Dataset excerpts:
━━━━━━━━━━
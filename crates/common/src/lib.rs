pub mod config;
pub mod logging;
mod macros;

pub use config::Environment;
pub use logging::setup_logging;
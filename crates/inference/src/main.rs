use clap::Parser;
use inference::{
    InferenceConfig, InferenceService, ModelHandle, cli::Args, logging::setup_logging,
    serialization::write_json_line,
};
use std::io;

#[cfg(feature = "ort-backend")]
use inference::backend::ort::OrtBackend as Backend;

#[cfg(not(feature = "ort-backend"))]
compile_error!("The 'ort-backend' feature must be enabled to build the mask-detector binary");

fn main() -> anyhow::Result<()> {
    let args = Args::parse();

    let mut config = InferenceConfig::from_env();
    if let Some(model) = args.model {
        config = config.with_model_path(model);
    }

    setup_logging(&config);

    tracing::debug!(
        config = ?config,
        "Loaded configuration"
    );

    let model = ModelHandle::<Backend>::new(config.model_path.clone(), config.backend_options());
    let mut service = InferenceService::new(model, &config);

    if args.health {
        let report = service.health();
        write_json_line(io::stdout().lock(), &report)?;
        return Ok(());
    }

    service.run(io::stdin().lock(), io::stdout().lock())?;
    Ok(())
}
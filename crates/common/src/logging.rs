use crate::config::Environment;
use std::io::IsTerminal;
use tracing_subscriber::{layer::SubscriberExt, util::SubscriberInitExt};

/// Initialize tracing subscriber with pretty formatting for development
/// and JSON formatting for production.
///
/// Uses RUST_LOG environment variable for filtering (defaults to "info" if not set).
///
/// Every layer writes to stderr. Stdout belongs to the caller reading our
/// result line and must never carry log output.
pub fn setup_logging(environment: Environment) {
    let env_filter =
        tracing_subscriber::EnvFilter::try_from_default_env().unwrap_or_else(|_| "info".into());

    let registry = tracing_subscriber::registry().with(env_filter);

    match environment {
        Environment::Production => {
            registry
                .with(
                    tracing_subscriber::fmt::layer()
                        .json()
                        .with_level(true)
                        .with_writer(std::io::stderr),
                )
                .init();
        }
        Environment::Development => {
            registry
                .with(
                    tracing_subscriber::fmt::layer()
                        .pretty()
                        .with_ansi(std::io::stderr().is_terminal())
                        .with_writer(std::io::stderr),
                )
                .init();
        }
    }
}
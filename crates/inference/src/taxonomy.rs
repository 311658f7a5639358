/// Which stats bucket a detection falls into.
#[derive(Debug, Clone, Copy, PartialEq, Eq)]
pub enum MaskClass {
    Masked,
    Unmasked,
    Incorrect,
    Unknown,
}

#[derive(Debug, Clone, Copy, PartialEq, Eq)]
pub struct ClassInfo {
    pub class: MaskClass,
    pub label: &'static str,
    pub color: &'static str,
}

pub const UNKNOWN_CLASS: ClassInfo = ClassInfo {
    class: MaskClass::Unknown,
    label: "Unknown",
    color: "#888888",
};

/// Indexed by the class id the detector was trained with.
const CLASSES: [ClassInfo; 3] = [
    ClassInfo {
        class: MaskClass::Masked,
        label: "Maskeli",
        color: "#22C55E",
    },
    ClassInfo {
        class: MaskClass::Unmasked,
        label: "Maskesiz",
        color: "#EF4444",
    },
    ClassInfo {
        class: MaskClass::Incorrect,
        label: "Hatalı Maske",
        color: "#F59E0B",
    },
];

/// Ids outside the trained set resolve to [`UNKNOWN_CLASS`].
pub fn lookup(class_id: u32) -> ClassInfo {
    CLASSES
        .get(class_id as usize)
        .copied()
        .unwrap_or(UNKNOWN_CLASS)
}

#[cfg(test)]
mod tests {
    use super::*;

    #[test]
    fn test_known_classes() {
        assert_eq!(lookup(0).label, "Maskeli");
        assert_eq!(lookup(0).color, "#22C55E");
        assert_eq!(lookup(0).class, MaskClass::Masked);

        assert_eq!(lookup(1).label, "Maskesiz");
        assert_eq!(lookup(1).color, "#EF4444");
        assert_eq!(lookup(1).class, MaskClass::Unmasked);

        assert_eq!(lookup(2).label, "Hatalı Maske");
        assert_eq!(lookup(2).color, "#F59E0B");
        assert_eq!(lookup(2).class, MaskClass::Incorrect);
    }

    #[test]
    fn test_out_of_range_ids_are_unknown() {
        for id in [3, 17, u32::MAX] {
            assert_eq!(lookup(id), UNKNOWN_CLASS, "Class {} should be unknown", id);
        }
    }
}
━━━━━━━━━━
Task brief:
Keeping every line exactly as it is, retype the entries shown above.

Solution:
filename crates/common/src/lib.rs
pub mod config;
pub mod logging;
mod macros;

pub use config::Environment;
pub use logging::setup_logging;
filename crates/inference/src/main.rs
use clap::Parser;
use inference::{
    InferenceConfig, InferenceService, ModelHandle, cli::Args, logging::setup_logging,
    serialization::write_json_line,
};
use std::io;

#[cfg(feature = "ort-backend")]
use inference::backend::ort::OrtBackend as Backend;

#[cfg(not(feature = "ort-backend"))]
compile_error!("The 'ort-backend' feature must be enabled to build the mask-detector binary");

fn main() -> anyhow::Result<()> {
    let args = Args::parse();

    let mut config = InferenceConfig::from_env();
    if let Some(model) = args.model {
        config = config.with_model_path(model);
    }

    setup_logging(&config);

    tracing::debug!(
        config = ?config,
        "Loaded configuration"
    );

    let model = ModelHandle::<Backend>::new(config.model_path.clone(), config.backend_options());
    let mut service = InferenceService::new(model, &config);

    if args.health {
        let report = service.health();
        write_json_line(io::stdout().lock(), &report)?;
        return Ok(());
    }

    service.run(io::stdin().lock(), io::stdout().lock())?;
    Ok(())
}
filename crates/common/src/logging.rs
use crate::config::Environment;
use std::io::IsTerminal;
use tracing_subscriber::{layer::SubscriberExt, util::SubscriberInitExt};

/// Initialize tracing subscriber with pretty formatting for development
/// and JSON formatting for production.
///
/// Uses RUST_LOG environment variable for filtering (defaults to "info" if not set).
///
/// Every layer writes to stderr. Stdout belongs to the caller reading our
/// result line and must never carry log output.
pub fn setup_logging(environment: Environment) {
    let env_filter =
        tracing_subscriber::EnvFilter::try_from_default_env().unwrap_or_else(|_| "info".into());

    let registry = tracing_subscriber::registry().with(env_filter);

    match environment {
        Environment::Production => {
            registry
                .with(
                    tracing_subscriber::fmt::layer()
                        .json()
                        .with_level(true)
                        .with_writer(std::io::stderr),
                )
                .init();
        }
        Environment::Development => {
            registry
                .with(
                    tracing_subscriber::fmt::layer()
                        .pretty()
                        .with_ansi(std::io::stderr().is_terminal())
                        .with_writer(std::io::stderr),
                )
                .init();
        }
    }
}
filename crates/inference/src/taxonomy.rs
repository 311658f7a5639358
/// Which stats bucket a detection falls into.
#[derive(Debug, Clone, Copy, PartialEq, Eq)]
pub enum MaskClass {
    Masked,
    Unmasked,
    Incorrect,
    Unknown,
}

#[derive(Debug, Clone, Copy, PartialEq, Eq)]
pub struct ClassInfo {
    pub class: MaskClass,
    pub label: &'static str,
    pub color: &'static str,
}

pub const UNKNOWN_CLASS: ClassInfo = ClassInfo {
    class: MaskClass::Unknown,
    label: "Unknown",
    color: "#888888",
};

/// Indexed by the class id the detector was trained with.
const CLASSES: [ClassInfo; 3] = [
    ClassInfo {
        class: MaskClass::Masked,
        label: "Maskeli",
        color: "#22C55E",
    },
    ClassInfo {
        class: MaskClass::Unmasked,
        label: "Maskesiz",
        color: "#EF4444",
    },
    ClassInfo {
        class: MaskClass::Incorrect,
        label: "Hatalı Maske",
        color: "#F59E0B",
    },
];

/// Ids outside the trained set resolve to [`UNKNOWN_CLASS`].
pub fn lookup(class_id: u32) -> ClassInfo {
    CLASSES
        .get(class_id as usize)
        .copied()
        .unwrap_or(UNKNOWN_CLASS)
}

#[cfg(test)]
mod tests {
    use super::*;

    #[test]
    fn test_known_classes() {
        assert_eq!(lookup(0).label, "Maskeli");
        assert_eq!(lookup(0).color, "#22C55E");
        assert_eq!(lookup(0).class, MaskClass::Masked);

        assert_eq!(lookup(1).label, "Maskesiz");
        assert_eq!(lookup(1).color, "#EF4444");
        assert_eq!(lookup(1).class, MaskClass::Unmasked);

        assert_eq!(lookup(2).label, "Hatalı Maske");
        assert_eq!(lookup(2).color, "#F59E0B");
        assert_eq!(lookup(2).class, MaskClass::Incorrect);
    }

    #[test]
    fn test_out_of_range_ids_are_unknown() {
        for id in [3, 17, u32::MAX] {
            assert_eq!(lookup(id), UNKNOWN_CLASS, "Class {} should be unknown", id);
        }
    }
}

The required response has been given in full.